お互い悪酔いをする方ではなかったので、それは終始穏やかな席でした。
最近では見せることの少なくなった春を堪能するように、酒を飲みました。
けれど何度目かもわからないほど数を重ねた酒の席で、彼はほろりと涙を見せました。
涙の意味がわからないほど、鈍くはありません。
解いて表情を隠すように降りた髪を払うようにして頬に手を伸ばしてしまったのも、酔っていたからではありません。
涙を分かち合い、笑顔に変えてあげたいと思ったのです。
過去、私が苦しんだものと、この人が今苦しんでいるものは酷似していたからです。

驚いたことに、結構な酒量を重ねていたにも係わらず、私の頭は正常でした。
頬を撫で、涙を掬い、反対の手で髪を梳きました。
くすぐったそうに泣きながらでも笑ったので、私は何も言わず彼を抱きしめました。
秋にやってくる台風のように、彼は泣きました。珍しく声を上げて、私の名前を何度も呼びました。
それに答えるように背中を軽く撫でると、涙の量が増えたようでした。
謝罪の言葉を紡ぎながら、私の名前を呼ぶ彼に、私はあろうことか口付けたのです。

その時、唐突に理解しました。
私は彼を好いているのだと。それは、思慕ではなく、恋情だと。

一瞬、彼は眼を見開き、次いでゆっくりと閉じました。
私の名を呼ぶ声も、泣き声も、消えました。
涙ばかりはどうすることも出来ないので、私はただ、抱きしめて、一晩中口付けばかりを繰り返しました。

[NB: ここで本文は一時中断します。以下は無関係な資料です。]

//! Storage for computed values.

use std::collections::HashMap;
use std::hash::Hash;

/// Where a [`DpCache`](super::DpCache) keeps the values it has computed.
pub trait Backend<I, K> {
    /// The stored value, if `index` has been computed.
    fn get(&self, index: &I) -> Option<&K>;

    /// Store `value` for `index`, returning the value now stored there.
    ///
    /// An existing value is kept.
    fn insert(&mut self, index: I, value: K) -> &K;
}

/// Dense storage for `usize` indices counted from 0, grown on demand.
#[derive(Debug)]
pub struct VecBackend<K> {
    data: Vec<Option<K>>,
}

impl<K> VecBackend<K> {
    pub fn new() -> Self {
        Self { data: Vec::new() }
    }

    pub fn with_capacity(capacity: usize) -> Self {
        Self {
            data: Vec::with_capacity(capacity),
        }
    }
}

impl<K> Default for VecBackend<K> {
    fn default() -> Self {
        Self::new()
    }
}

impl<K> Backend<usize, K> for VecBackend<K> {
    fn get(&self, index: &usize) -> Option<&K> {
        self.data.get(*index)?.as_ref()
    }

    fn insert(&mut self, index: usize, value: K) -> &K {
        if index >= self.data.len() {
            self.data.resize_with(index + 1, || None);
        }
        self.data[index].get_or_insert(value)
    }
}

/// Sparse storage for any hashable index.
#[derive(Debug)]
pub struct HashMapBackend<I, K> {
    data: HashMap<I, K>,
}

impl<I, K> HashMapBackend<I, K> {
    pub fn new() -> Self {
        Self {
            data: HashMap::new(),
        }
    }
}

impl<I, K> Default for HashMapBackend<I, K> {
    fn default() -> Self {
        Self::new()
    }
}

impl<I: Hash + Eq, K> Backend<I, K> for HashMapBackend<I, K> {
    fn get(&self, index: &I) -> Option<&K> {
        self.data.get(index)
    }

    fn insert(&mut self, index: I, value: K) -> &K {
        self.data.entry(index).or_insert(value)
    }
}
//! Day 13: Point of Incidence

use aoc_solver::{AocParser, ParseError, PartSolver, SolveError};
use aoc_solver_macros::AocSolver;
use tracing::debug;

#[derive(AocSolver)]
#[aoc_solver(max_parts = 2)]
pub struct Solver;

/// One pattern, each row and each column packed into a bitmask of rocks.
#[derive(Debug)]
pub struct Pattern {
    rows: Vec<u32>,
    columns: Vec<u32>,
}

impl Pattern {
    fn parse(block: &str) -> Result<Pattern, ParseError> {
        let lines: Vec<&[u8]> = block.lines().map(|l| l.trim().as_bytes()).collect();
        let width = lines.first().map_or(0, |l| l.len());
        if width == 0 || width > 32 || lines.len() > 32 {
            return Err(ParseError::InvalidFormat(format!(
                "pattern must be 1..=32 wide and tall, got {}x{}",
                lines.len(),
                width
            )));
        }
        if lines.iter().any(|l| l.len() != width) {
            return Err(ParseError::InvalidFormat("ragged pattern".to_string()));
        }

        let mut rows = vec![0u32; lines.len()];
        let mut columns = vec![0u32; width];
        for (r, line) in lines.iter().enumerate() {
            for (c, &b) in line.iter().enumerate() {
                if b == b'#' {
                    rows[r] |= 1 << c;
                    columns[c] |= 1 << r;
                }
            }
        }
        Ok(Pattern { rows, columns })
    }

    fn summarize(&self, smudges: u32) -> Option<usize> {
        mirror(&self.columns, smudges)
            .or_else(|| mirror(&self.rows, smudges).map(|above| above * 100))
    }
}

/// Split point `k` (lines before the mirror) at which the mirrored lines
/// differ in exactly `smudges` cells.
fn mirror(lines: &[u32], smudges: u32) -> Option<usize> {
    (1..lines.len()).find(|&k| {
        lines[..k]
            .iter()
            .rev()
            .zip(&lines[k..])
            .map(|(a, b)| (a ^ b).count_ones())
            .sum::<u32>()
            == smudges
    })
}

impl AocParser for Solver {
    type SharedData<'a> = Vec<Pattern>;

    fn parse<'a>(input: &'a str) -> Result<Self::SharedData<'a>, ParseError> {
        input
            .replace("\r\n", "\n")
            .split("\n\n")
            .filter(|block| !block.trim().is_empty())
            .map(|block| Pattern::parse(block.trim()))
            .collect()
    }
}

fn summary(patterns: &[Pattern], smudges: u32) -> Result<String, SolveError> {
    let mut total = 0;
    for (i, pattern) in patterns.iter().enumerate() {
        let value = pattern.summarize(smudges).ok_or_else(|| {
            SolveError::NoSolution(format!("pattern {} has no reflection", i + 1))
        })?;
        debug!(pattern = i + 1, value, smudges, "reflection");
        total += value;
    }
    Ok(total.to_string())
}

impl PartSolver<1> for Solver {
    fn solve(shared: &mut Self::SharedData<'_>) -> Result<String, SolveError> {
        summary(shared, 0)
    }
}

impl PartSolver<2> for Solver {
    fn solve(shared: &mut Self::SharedData<'_>) -> Result<String, SolveError> {
        summary(shared, 1)
    }
}
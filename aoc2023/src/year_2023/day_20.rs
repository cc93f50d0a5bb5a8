//! Day 20: Pulse Propagation

use std::collections::{HashMap, VecDeque};

use crate::utils::math::lcm_all;
use anyhow::{anyhow, bail};
use aoc_solver::{AocParser, ParseError, PartSolver, SolveError};
use aoc_solver_macros::AocSolver;
use tracing::{debug, trace};

#[derive(AocSolver)]
#[aoc_solver(max_parts = 2)]
pub struct Solver;

const BROADCASTER: &str = "broadcaster";
const RX: &str = "rx";
const BUTTON_PRESSES: usize = 1000;

#[derive(Debug, Clone, PartialEq, Eq)]
enum Kind {
    Broadcast,
    FlipFlop,
    Conjunction,
}

#[derive(Debug, Clone)]
struct Module<'a> {
    kind: Kind,
    outputs: Vec<&'a str>,
}

/// Mutable state of every module between button presses.
#[derive(Debug, Clone, Default)]
struct State<'a> {
    flip_flops: HashMap<&'a str, bool>,
    /// Last pulse (true = high) remembered per conjunction input
    memory: HashMap<&'a str, HashMap<&'a str, bool>>,
}

#[derive(Debug)]
pub struct Network<'a> {
    modules: HashMap<&'a str, Module<'a>>,
    inputs: HashMap<&'a str, Vec<&'a str>>,
}

impl<'a> Network<'a> {
    fn initial_state(&self) -> State<'a> {
        let mut state = State::default();
        for (&name, module) in &self.modules {
            match module.kind {
                Kind::FlipFlop => {
                    state.flip_flops.insert(name, false);
                }
                Kind::Conjunction => {
                    let remembered = self
                        .inputs
                        .get(name)
                        .into_iter()
                        .flatten()
                        .map(|&input| (input, false))
                        .collect();
                    state.memory.insert(name, remembered);
                }
                Kind::Broadcast => {}
            }
        }
        state
    }

    /// Press the button once, calling `on_pulse(from, to, high)` for every
    /// pulse in the order they are processed.
    fn press(&self, state: &mut State<'a>, mut on_pulse: impl FnMut(&str, &str, bool)) {
        let mut queue = VecDeque::from([("button", BROADCASTER, false)]);
        while let Some((from, to, high)) = queue.pop_front() {
            on_pulse(from, to, high);
            let Some(module) = self.modules.get(to) else {
                continue;
            };
            let send = match module.kind {
                Kind::Broadcast => Some(high),
                Kind::FlipFlop if high => None,
                Kind::FlipFlop => {
                    let on = state.flip_flops.entry(to).or_default();
                    *on = !*on;
                    Some(*on)
                }
                Kind::Conjunction => {
                    let memory = state.memory.entry(to).or_default();
                    memory.insert(from, high);
                    Some(!memory.values().all(|&h| h))
                }
            };
            if let Some(pulse) = send {
                queue.extend(module.outputs.iter().map(|&out| (to, out, pulse)));
            }
        }
    }
}

fn parse_network(input: &str) -> anyhow::Result<Network<'_>> {
    let mut modules = HashMap::new();
    for line in input.lines().map(str::trim).filter(|l| !l.is_empty()) {
        let (name, outputs) = line
            .split_once(" -> ")
            .ok_or_else(|| anyhow!("expected '<module> -> <outputs>' in {line:?}"))?;
        let (kind, name) = if let Some(name) = name.strip_prefix('%') {
            (Kind::FlipFlop, name)
        } else if let Some(name) = name.strip_prefix('&') {
            (Kind::Conjunction, name)
        } else if name == BROADCASTER {
            (Kind::Broadcast, name)
        } else {
            bail!("unknown module {name:?}");
        };
        let outputs = outputs.split(',').map(str::trim).collect();
        if modules.insert(name, Module { kind, outputs }).is_some() {
            bail!("module {name:?} defined twice");
        }
    }
    if !modules.contains_key(BROADCASTER) {
        bail!("no broadcaster");
    }

    let mut inputs: HashMap<&str, Vec<&str>> = HashMap::new();
    for (&name, module) in &modules {
        for &out in &module.outputs {
            inputs.entry(out).or_default().push(name);
        }
    }
    for sources in inputs.values_mut() {
        sources.sort_unstable();
    }
    Ok(Network { modules, inputs })
}

impl AocParser for Solver {
    type SharedData<'a> = Network<'a>;

    fn parse<'a>(input: &'a str) -> Result<Self::SharedData<'a>, ParseError> {
        parse_network(input).map_err(|e| ParseError::InvalidFormat(format!("{e:#}")))
    }
}

impl PartSolver<1> for Solver {
    fn solve(shared: &mut Self::SharedData<'_>) -> Result<String, SolveError> {
        let mut state = shared.initial_state();
        let (mut low, mut high) = (0u64, 0u64);
        for _ in 0..BUTTON_PRESSES {
            shared.press(&mut state, |_, _, pulse| {
                if pulse {
                    high += 1;
                } else {
                    low += 1;
                }
            });
        }
        debug!(low, high, "pulses after {BUTTON_PRESSES} presses");
        Ok((low * high).to_string())
    }
}

impl PartSolver<2> for Solver {
    /// `rx` is fed by a single conjunction, which sends low only once all of
    /// its inputs are high. Each input goes high periodically, so `rx`
    /// first gets a low pulse at the LCM of those periods.
    fn solve(shared: &mut Self::SharedData<'_>) -> Result<String, SolveError> {
        let feeder = match shared.inputs.get(RX).map(Vec::as_slice) {
            Some(&[feeder]) => feeder,
            Some(_) => {
                return Err(SolveError::NoSolution(
                    "rx has more than one input".to_string(),
                ));
            }
            None => return Err(SolveError::NoSolution("no module sends to rx".to_string())),
        };
        if shared.modules.get(feeder).map(|m| &m.kind) != Some(&Kind::Conjunction) {
            return Err(SolveError::NoSolution(format!("{feeder} is not a conjunction")));
        }
        let watched: Vec<&str> = shared.inputs.get(feeder).cloned().unwrap_or_default();

        let mut first_high: HashMap<&str, u64> = HashMap::new();
        let mut state = shared.initial_state();
        // each period is at most the number of flip-flop states per input
        let limit = 1u64 << 20;
        for presses in 1..=limit {
            shared.press(&mut state, |from, to, pulse| {
                if pulse && to == feeder {
                    if let Some(&input) = watched.iter().find(|&&w| w == from) {
                        first_high.entry(input).or_insert_with(|| {
                            trace!(input, presses, "first high pulse");
                            presses
                        });
                    }
                }
            });
            if first_high.len() == watched.len() {
                debug!(?first_high, "periods found");
                return Ok(lcm_all(first_high.into_values()).to_string());
            }
        }
        Err(SolveError::NoSolution(format!(
            "inputs of {feeder} did not all go high within {limit} presses"
        )))
    }
}

#[cfg(test)]
mod tests {
    use super::*;
    use aoc_solver::Solver as _;

    const SIMPLE: &str = "\
broadcaster -> a, b, c
%a -> b
%b -> c
%c -> inv
&inv -> a
";

    const INTERESTING: &str = "\
broadcaster -> a
%a -> inv, con
&inv -> b
%b -> con
&con -> output
";

    /// Flip-flop chains of length 1 and 2, each behind an inverter; the
    /// inverters first send high on presses 2 and 4.
    const COUNTERS: &str = "\
broadcaster -> a1, b1
%a1 -> ca
&ca -> hub
%b1 -> b2
%b2 -> cb
&cb -> hub
&hub -> rx
";

    #[test]
    fn part_1_samples() {
        let mut shared = Solver::parse(SIMPLE).unwrap();
        assert_eq!(Solver::solve_part(&mut shared, 1).unwrap(), "32000000");
        let mut shared = Solver::parse(INTERESTING).unwrap();
        assert_eq!(Solver::solve_part(&mut shared, 1).unwrap(), "11687500");
    }

    #[test]
    fn part_2_without_rx() {
        let mut shared = Solver::parse(SIMPLE).unwrap();
        assert!(matches!(
            Solver::solve_part(&mut shared, 2),
            Err(SolveError::NoSolution(_))
        ));
    }

    #[test]
    fn part_2_counts_periods() {
        let mut shared = Solver::parse(COUNTERS).unwrap();
        assert_eq!(Solver::solve_part(&mut shared, 2).unwrap(), "4");
    }
}
//! Day 4: Scratchcards

use std::collections::HashSet;

use crate::utils::dp_cache::{DpCache, DpProblem, VecBackend};
use anyhow::{anyhow, Context};
use aoc_solver::{AocParser, ParseError, PartSolver, SolveError};
use aoc_solver_macros::AocSolver;
use tracing::debug;

#[derive(AocSolver)]
#[aoc_solver(max_parts = 2)]
pub struct Solver;

/// Winning-number matches per card, in card order.
#[derive(Debug)]
pub struct Cards {
    matches: Vec<usize>,
}

fn numbers(text: &str) -> anyhow::Result<Vec<u32>> {
    text.split_whitespace()
        .map(|n| n.parse().with_context(|| format!("bad number {n:?}")))
        .collect()
}

fn parse_card(line: &str) -> anyhow::Result<usize> {
    let (_, body) = line
        .split_once(':')
        .ok_or_else(|| anyhow!("missing ':'"))?;
    let (winning, have) = body
        .split_once('|')
        .ok_or_else(|| anyhow!("missing '|'"))?;
    let winning: HashSet<u32> = numbers(winning)?.into_iter().collect();
    Ok(numbers(have)?
        .iter()
        .filter(|n| winning.contains(n))
        .count())
}

impl AocParser for Solver {
    type SharedData<'a> = Cards;

    fn parse<'a>(input: &'a str) -> Result<Self::SharedData<'a>, ParseError> {
        let matches = input
            .lines()
            .enumerate()
            .filter(|(_, line)| !line.trim().is_empty())
            .map(|(i, line)| {
                parse_card(line).map_err(|e| ParseError::at_line(i, format!("{e:#}")))
            })
            .collect::<Result<Vec<_>, _>>()?;
        Ok(Cards { matches })
    }
}

/// Instances of card `i` held at the end: itself plus the copies won
/// by every card it was won from.
struct CardCopies<'a> {
    matches: &'a [usize],
}

impl DpProblem<usize, u64> for CardCopies<'_> {
    fn deps(&self, i: &usize) -> Vec<usize> {
        let last = (i + self.matches[*i]).min(self.matches.len() - 1);
        (i + 1..=last).collect()
    }

    fn compute(&self, _i: &usize, deps: Vec<u64>) -> u64 {
        1 + deps.iter().sum::<u64>()
    }
}

impl PartSolver<1> for Solver {
    fn solve(shared: &mut Self::SharedData<'_>) -> Result<String, SolveError> {
        let points: u64 = shared
            .matches
            .iter()
            .filter(|&&m| m > 0)
            .map(|&m| 1u64 << (m - 1))
            .sum();
        Ok(points.to_string())
    }
}

impl PartSolver<2> for Solver {
    fn solve(shared: &mut Self::SharedData<'_>) -> Result<String, SolveError> {
        // card i's count depends on later cards, so resolve from the back
        // to keep the recursion shallow
        let cache = DpCache::new(
            VecBackend::with_capacity(shared.matches.len()),
            CardCopies {
                matches: &shared.matches,
            },
        );
        let total: u64 = (0..shared.matches.len())
            .rev()
            .map(|i| {
                let copies = cache.get(&i);
                debug!(card = i + 1, copies, "scratchcard copies");
                copies
            })
            .sum();
        Ok(total.to_string())
    }
}
//! Day 5: If You Give A Seed A Fertilizer

use std::ops::Range;

use anyhow::{anyhow, bail, Context};
use aoc_solver::{AocParser, ParseError, PartSolver, SolveError};
use aoc_solver_macros::AocSolver;
use tracing::debug;

#[derive(AocSolver)]
#[aoc_solver(max_parts = 2)]
pub struct Solver;

/// One `destination source length` line
#[derive(Debug, Clone, Copy)]
struct MapRange {
    source: u64,
    destination: u64,
    len: u64,
}

impl MapRange {
    fn source_end(&self) -> u64 {
        self.source + self.len
    }

    fn shift(&self, value: u64) -> u64 {
        value - self.source + self.destination
    }
}

/// A `x-to-y map:` block, ranges sorted by source start
#[derive(Debug)]
struct CategoryMap {
    name: String,
    ranges: Vec<MapRange>,
}

impl CategoryMap {
    fn map(&self, value: u64) -> u64 {
        self.ranges
            .iter()
            .find(|r| (r.source..r.source_end()).contains(&value))
            .map_or(value, |r| r.shift(value))
    }

    /// Image of `input` as a set of intervals. Parts not covered by any
    /// range map to themselves.
    fn map_range(&self, input: Range<u64>) -> Vec<Range<u64>> {
        let mut out = Vec::new();
        let mut cursor = input.start;
        for r in &self.ranges {
            if cursor >= input.end {
                break;
            }
            if r.source_end() <= cursor {
                continue;
            }
            if r.source >= input.end {
                break;
            }
            if r.source > cursor {
                out.push(cursor..r.source);
                cursor = r.source;
            }
            let end = r.source_end().min(input.end);
            out.push(r.shift(cursor)..r.shift(end - 1) + 1);
            cursor = end;
        }
        if cursor < input.end {
            out.push(cursor..input.end);
        }
        out
    }
}

#[derive(Debug)]
pub struct Almanac {
    seeds: Vec<u64>,
    maps: Vec<CategoryMap>,
}

fn parse_numbers(text: &str) -> anyhow::Result<Vec<u64>> {
    text.split_whitespace()
        .map(|n| n.parse().with_context(|| format!("bad number {n:?}")))
        .collect()
}

fn parse_almanac(input: &str) -> anyhow::Result<Almanac> {
    let mut blocks = input.split("\n\n");
    let seeds = blocks
        .next()
        .and_then(|b| b.trim().strip_prefix("seeds:"))
        .ok_or_else(|| anyhow!("expected 'seeds:' first"))?;
    let seeds = parse_numbers(seeds)?;
    if seeds.len() % 2 != 0 {
        bail!("seeds must pair up as start and length, got {} numbers", seeds.len());
    }
    if seeds.chunks_exact(2).any(|pair| pair[0].checked_add(pair[1]).is_none()) {
        bail!("seed range runs past {}", u64::MAX);
    }

    let maps = blocks
        .filter(|b| !b.trim().is_empty())
        .map(|block| -> anyhow::Result<CategoryMap> {
            let mut lines = block.trim().lines();
            let name = lines
                .next()
                .and_then(|l| l.strip_suffix(" map:"))
                .ok_or_else(|| anyhow!("expected '<name> map:' header"))?
                .to_string();
            let mut ranges = lines
                .map(|line| -> anyhow::Result<MapRange> {
                    match parse_numbers(line)?[..] {
                        [destination, source, len]
                            if source.checked_add(len).is_none()
                                || destination.checked_add(len).is_none() =>
                        {
                            bail!("range runs past {} in {line:?}", u64::MAX)
                        }
                        [destination, source, len] => Ok(MapRange {
                            source,
                            destination,
                            len,
                        }),
                        _ => bail!("expected three numbers in {line:?}"),
                    }
                })
                .collect::<anyhow::Result<Vec<_>>>()
                .with_context(|| format!("in {name}"))?;
            // empty ranges map nothing
            ranges.retain(|r| r.len > 0);
            ranges.sort_unstable_by_key(|r| r.source);
            Ok(CategoryMap { name, ranges })
        })
        .collect::<anyhow::Result<Vec<_>>>()?;
    Ok(Almanac { seeds, maps })
}

impl AocParser for Solver {
    type SharedData<'a> = Almanac;

    fn parse<'a>(input: &'a str) -> Result<Self::SharedData<'a>, ParseError> {
        let input = input.replace("\r\n", "\n");
        let almanac =
            parse_almanac(&input).map_err(|e| ParseError::InvalidFormat(format!("{e:#}")))?;
        if almanac.maps.is_empty() {
            return Err(ParseError::MissingData("no category maps".to_string()));
        }
        Ok(almanac)
    }
}

fn lowest(values: impl Iterator<Item = u64>) -> Result<String, SolveError> {
    values
        .min()
        .map(|v| v.to_string())
        .ok_or_else(|| SolveError::NoSolution("no seeds".to_string()))
}

impl PartSolver<1> for Solver {
    fn solve(shared: &mut Self::SharedData<'_>) -> Result<String, SolveError> {
        lowest(
            shared
                .seeds
                .iter()
                .map(|&seed| shared.maps.iter().fold(seed, |v, m| m.map(v))),
        )
    }
}

impl PartSolver<2> for Solver {
    fn solve(shared: &mut Self::SharedData<'_>) -> Result<String, SolveError> {
        let mut ranges: Vec<Range<u64>> = shared
            .seeds
            .chunks_exact(2)
            .map(|pair| pair[0]..pair[0] + pair[1])
            .collect();

        for map in &shared.maps {
            ranges = ranges
                .into_iter()
                .flat_map(|r| map.map_range(r))
                .collect();
            debug!(map = map.name, intervals = ranges.len(), "mapped seed ranges");
        }

        lowest(ranges.iter().map(|r| r.start))
    }
}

夜が明けて、空が白む頃、秋の台風は消えていきました。
代わりに、涙で張り付いた髪の向こうに私の大好きな春がありました。
照れくさそうに、困ったように、酒の所為でなく頬を赤く染めて、花が綻ぶように笑う、彼の春がありました。

ひととせ巡るは理なれど、春ばかりであればいいと願いました。

               


一度書いて見たかった台詞も何もない一人称。
一年と書いてひととせと読みますが、春夏秋冬と書くんだと思ってひととせと読んでください(笑)。
…てゆかリントンは花が綻ぶようにってタイプじゃないよね!(書いておきながら…!)
りっくんの欲目もしくは佐倉さんの欲目だと思って軽く流してください…。